**TASK ITEM:**
Look for "Resource" in every line of the listing. Copy the lines that have it.

=== Begin Enclosure ===

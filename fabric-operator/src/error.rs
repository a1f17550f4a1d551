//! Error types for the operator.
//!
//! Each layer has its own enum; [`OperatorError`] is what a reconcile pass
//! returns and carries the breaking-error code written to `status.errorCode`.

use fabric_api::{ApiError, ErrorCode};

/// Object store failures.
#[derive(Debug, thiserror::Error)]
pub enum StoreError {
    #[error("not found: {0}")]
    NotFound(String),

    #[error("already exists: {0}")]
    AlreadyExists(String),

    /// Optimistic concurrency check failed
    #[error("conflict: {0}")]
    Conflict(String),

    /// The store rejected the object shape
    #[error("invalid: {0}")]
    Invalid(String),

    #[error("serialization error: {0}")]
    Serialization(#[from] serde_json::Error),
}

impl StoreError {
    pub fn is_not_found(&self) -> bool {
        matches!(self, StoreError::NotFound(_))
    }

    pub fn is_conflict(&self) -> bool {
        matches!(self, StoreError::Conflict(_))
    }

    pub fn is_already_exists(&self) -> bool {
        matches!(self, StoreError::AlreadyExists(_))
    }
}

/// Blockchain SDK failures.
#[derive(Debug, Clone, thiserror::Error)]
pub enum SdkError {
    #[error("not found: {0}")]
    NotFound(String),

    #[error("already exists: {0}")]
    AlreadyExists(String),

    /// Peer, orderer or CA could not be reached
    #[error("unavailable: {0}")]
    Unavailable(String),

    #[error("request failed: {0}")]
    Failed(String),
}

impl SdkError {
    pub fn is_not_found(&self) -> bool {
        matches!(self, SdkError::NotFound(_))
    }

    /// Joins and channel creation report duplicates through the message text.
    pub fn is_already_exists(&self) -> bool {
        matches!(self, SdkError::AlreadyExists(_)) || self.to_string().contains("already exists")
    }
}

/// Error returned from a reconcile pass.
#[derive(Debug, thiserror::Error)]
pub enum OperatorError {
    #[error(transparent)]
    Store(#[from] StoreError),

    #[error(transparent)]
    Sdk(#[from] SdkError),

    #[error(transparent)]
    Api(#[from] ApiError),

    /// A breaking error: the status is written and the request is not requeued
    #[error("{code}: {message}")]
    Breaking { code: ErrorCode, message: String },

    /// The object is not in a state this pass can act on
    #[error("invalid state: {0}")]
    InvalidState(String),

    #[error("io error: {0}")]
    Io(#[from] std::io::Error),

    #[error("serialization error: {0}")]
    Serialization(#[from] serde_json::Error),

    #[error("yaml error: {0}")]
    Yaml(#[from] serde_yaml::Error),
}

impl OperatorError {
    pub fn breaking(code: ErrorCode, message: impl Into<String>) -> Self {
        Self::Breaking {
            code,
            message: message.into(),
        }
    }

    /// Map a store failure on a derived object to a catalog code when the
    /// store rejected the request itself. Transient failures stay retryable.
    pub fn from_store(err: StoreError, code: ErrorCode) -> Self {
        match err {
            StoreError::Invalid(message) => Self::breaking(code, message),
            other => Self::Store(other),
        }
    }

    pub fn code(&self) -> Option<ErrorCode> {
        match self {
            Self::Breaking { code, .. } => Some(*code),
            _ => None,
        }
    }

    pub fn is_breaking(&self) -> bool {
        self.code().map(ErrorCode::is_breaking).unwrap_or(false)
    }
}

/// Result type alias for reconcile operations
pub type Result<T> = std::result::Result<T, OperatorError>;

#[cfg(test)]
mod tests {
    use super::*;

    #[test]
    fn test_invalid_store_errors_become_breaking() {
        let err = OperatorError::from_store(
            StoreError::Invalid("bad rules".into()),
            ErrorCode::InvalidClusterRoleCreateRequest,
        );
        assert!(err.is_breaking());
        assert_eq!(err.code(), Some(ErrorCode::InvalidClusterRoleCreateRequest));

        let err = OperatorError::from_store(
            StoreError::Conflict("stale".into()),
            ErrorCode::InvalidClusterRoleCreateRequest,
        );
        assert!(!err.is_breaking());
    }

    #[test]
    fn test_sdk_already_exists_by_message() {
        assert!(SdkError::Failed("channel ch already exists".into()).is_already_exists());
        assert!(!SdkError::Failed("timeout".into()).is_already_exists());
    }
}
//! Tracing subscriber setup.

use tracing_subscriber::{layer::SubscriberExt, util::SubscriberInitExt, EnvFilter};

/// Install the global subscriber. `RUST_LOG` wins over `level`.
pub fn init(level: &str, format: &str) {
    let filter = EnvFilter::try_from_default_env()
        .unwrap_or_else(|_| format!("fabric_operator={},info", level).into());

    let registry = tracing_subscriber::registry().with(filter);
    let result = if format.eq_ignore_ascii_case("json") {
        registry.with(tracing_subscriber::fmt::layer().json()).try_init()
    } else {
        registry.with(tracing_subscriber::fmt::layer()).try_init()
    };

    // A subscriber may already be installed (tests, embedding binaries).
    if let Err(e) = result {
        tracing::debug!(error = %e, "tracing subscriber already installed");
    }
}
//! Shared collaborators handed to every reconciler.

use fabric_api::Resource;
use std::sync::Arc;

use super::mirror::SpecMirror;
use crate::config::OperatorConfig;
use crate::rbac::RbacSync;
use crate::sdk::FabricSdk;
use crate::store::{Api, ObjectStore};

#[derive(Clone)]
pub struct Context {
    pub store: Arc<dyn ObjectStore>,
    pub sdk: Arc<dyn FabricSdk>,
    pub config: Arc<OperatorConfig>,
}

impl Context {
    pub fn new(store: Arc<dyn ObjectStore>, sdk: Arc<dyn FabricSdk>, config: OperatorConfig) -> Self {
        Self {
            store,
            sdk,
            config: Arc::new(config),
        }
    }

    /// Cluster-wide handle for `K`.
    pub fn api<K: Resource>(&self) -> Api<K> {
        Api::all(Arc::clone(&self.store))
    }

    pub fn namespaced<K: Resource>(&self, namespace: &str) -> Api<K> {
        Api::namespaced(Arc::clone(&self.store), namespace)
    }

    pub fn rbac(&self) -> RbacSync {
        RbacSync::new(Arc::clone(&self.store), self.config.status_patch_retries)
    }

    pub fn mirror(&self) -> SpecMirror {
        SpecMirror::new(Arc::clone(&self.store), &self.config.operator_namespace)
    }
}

=== End Enclosure ===

**ANSWER:**
use fabric_api::Resource;
    pub fn api<K: Resource>(&self) -> Api<K> {
    pub fn namespaced<K: Resource>(&self, namespace: &str) -> Api<K> {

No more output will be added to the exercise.